Fed Vice Chair Nominee Lael Brainard said the time is right to regulate cryptocurrency markets
Fed Vice Chair Nominee Lael Brainard said the time is right to regulate cryptocurrency markets GETTY IMAGES NORTH AMERICA via AFP / Drew Angerer

Her remarks came a day after Fed Governor Christopher Waller also highlighted risks from cryptocurrencies, while saying that the turbulence had not yet threatened major financial institutions.

"That doesn't mean if it was 10 times bigger wouldn't have had an impact," Waller said in a discussion with the National Association for Business Economics.

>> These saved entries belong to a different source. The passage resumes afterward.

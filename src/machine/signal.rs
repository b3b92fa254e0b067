//! Signals consumed and effects produced by the phase machine

use crate::events::Event;
use crate::session::ServerPhase;
use std::fmt;
use tracing::warn;

/// Input to the phase machine
///
/// Push signals come from the event stream; every other variant is a local
/// signal raised by the orchestrator or by a controller result.
#[derive(Debug, Clone, PartialEq, Eq)]
pub enum Signal {
    /// `phase` event from the server
    Server(ServerPhase),
    Progress { step: String, percent: u8 },
    Scoping(String),

    /// The user picked a file to upload
    FileSubmitted,
    /// Upload succeeded; `monitor` tells whether the server keeps processing
    UploadAccepted { monitor: bool },
    UploadFailed(String),
    /// The last question was answered
    AnswersComplete,
    /// Policy update or analysis start was rejected
    PolicyFailed(String),
    /// Analysis fetched and document generated
    ArtifactsReady,
    FinalizeFailed { step: FailedStep, message: String },
    /// The user asked to run a halted finalization again
    RetryFinalize,
    /// The user dismissed a terminal screen or a halted analysis
    Acknowledge,
}

impl Signal {
    /// Maps a push event to a signal.
    ///
    /// Unknown phase names are logged and dropped. `Done` carries no phase
    /// information and is handled by the stream client.
    pub fn from_event(event: &Event) -> Option<Signal> {
        match event {
            Event::Phase { phase } => match phase.parse::<ServerPhase>() {
                Ok(phase) => Some(Signal::Server(phase)),
                Err(e) => {
                    warn!(phase = %phase, "Ignoring {}", e);
                    None
                }
            },
            Event::Progress { step, percent } => Some(Signal::Progress {
                step: step.clone(),
                percent: (*percent).min(100),
            }),
            Event::Scoping { result } => Some(Signal::Scoping(result.clone())),
            Event::Done => None,
        }
    }

    pub fn is_push(&self) -> bool {
        matches!(
            self,
            Signal::Server(_) | Signal::Progress { .. } | Signal::Scoping(_)
        )
    }
}

/// Request/response step that failed
#[derive(Debug, Clone, Copy, PartialEq, Eq)]
pub enum FailedStep {
    Upload,
    Policy,
    FetchAnalysis,
    GenerateDocument,
}

impl fmt::Display for FailedStep {
    fn fmt(&self, f: &mut fmt::Formatter<'_>) -> fmt::Result {
        let label = match self {
            FailedStep::Upload => "upload",
            FailedStep::Policy => "policy submission",
            FailedStep::FetchAnalysis => "analysis fetch",
            FailedStep::GenerateDocument => "document generation",
        };
        f.write_str(label)
    }
}

/// Work the orchestrator performs after a transition, in order
#[derive(Debug, Clone, PartialEq, Eq)]
pub enum Effect {
    SubmitUpload,
    OpenStream,
    ResetProgress,
    UpdateProgress { step: String, percent: u8 },
    /// Clear answers and put the cursor on the first question
    StartQuestioning,
    ApplyScoping(String),
    AwaitResult,
    /// Update the policy, then start the analysis
    SubmitPolicy,
    /// Drop the last answer so the user can resubmit it
    RewindQuestion,
    /// Fetch the analysis, then generate the document
    FinalizeArtifacts,
    Render,
    ReportFailure { step: FailedStep, message: String },
    SurfaceServerError,
    ResetSession,
}

#[cfg(test)]
mod tests {
    use super::*;

    #[test]
    fn test_phase_event_maps_to_server_signal() {
        let event = Event::Phase {
            phase: "Questioning".to_string(),
        };
        assert_eq!(
            Signal::from_event(&event),
            Some(Signal::Server(ServerPhase::Questioning))
        );
    }

    #[test]
    fn test_unknown_phase_is_dropped() {
        let event = Event::Phase {
            phase: "transcoding".to_string(),
        };
        assert_eq!(Signal::from_event(&event), None);
    }

    #[test]
    fn test_done_has_no_signal() {
        assert_eq!(Signal::from_event(&Event::Done), None);
    }

    #[test]
    fn test_progress_is_clamped() {
        let event = Event::Progress {
            step: "clip".to_string(),
            percent: 140,
        };
        assert_eq!(
            Signal::from_event(&event),
            Some(Signal::Progress {
                step: "clip".to_string(),
                percent: 100
            })
        );
    }

    #[test]
    fn test_push_classification() {
        assert!(Signal::Scoping(String::new()).is_push());
        assert!(!Signal::Acknowledge.is_push());
        assert!(!Signal::AnswersComplete.is_push());
    }
}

"It is important that the foundations for sound regulation of the crypto financial system be established now before the crypto ecosystem becomes so large or interconnected that it might pose risks to the stability of the broader financial system."

Waller said the recent decline in virtual currencies has exposed the falsity of claims that such investments can be a hedge against inflation, or a way to offset other risky assets.

"Crypto-assets have plummeted in value and have proven to be highly correlated with riskier equities and with risk appetite more generally," Waller said.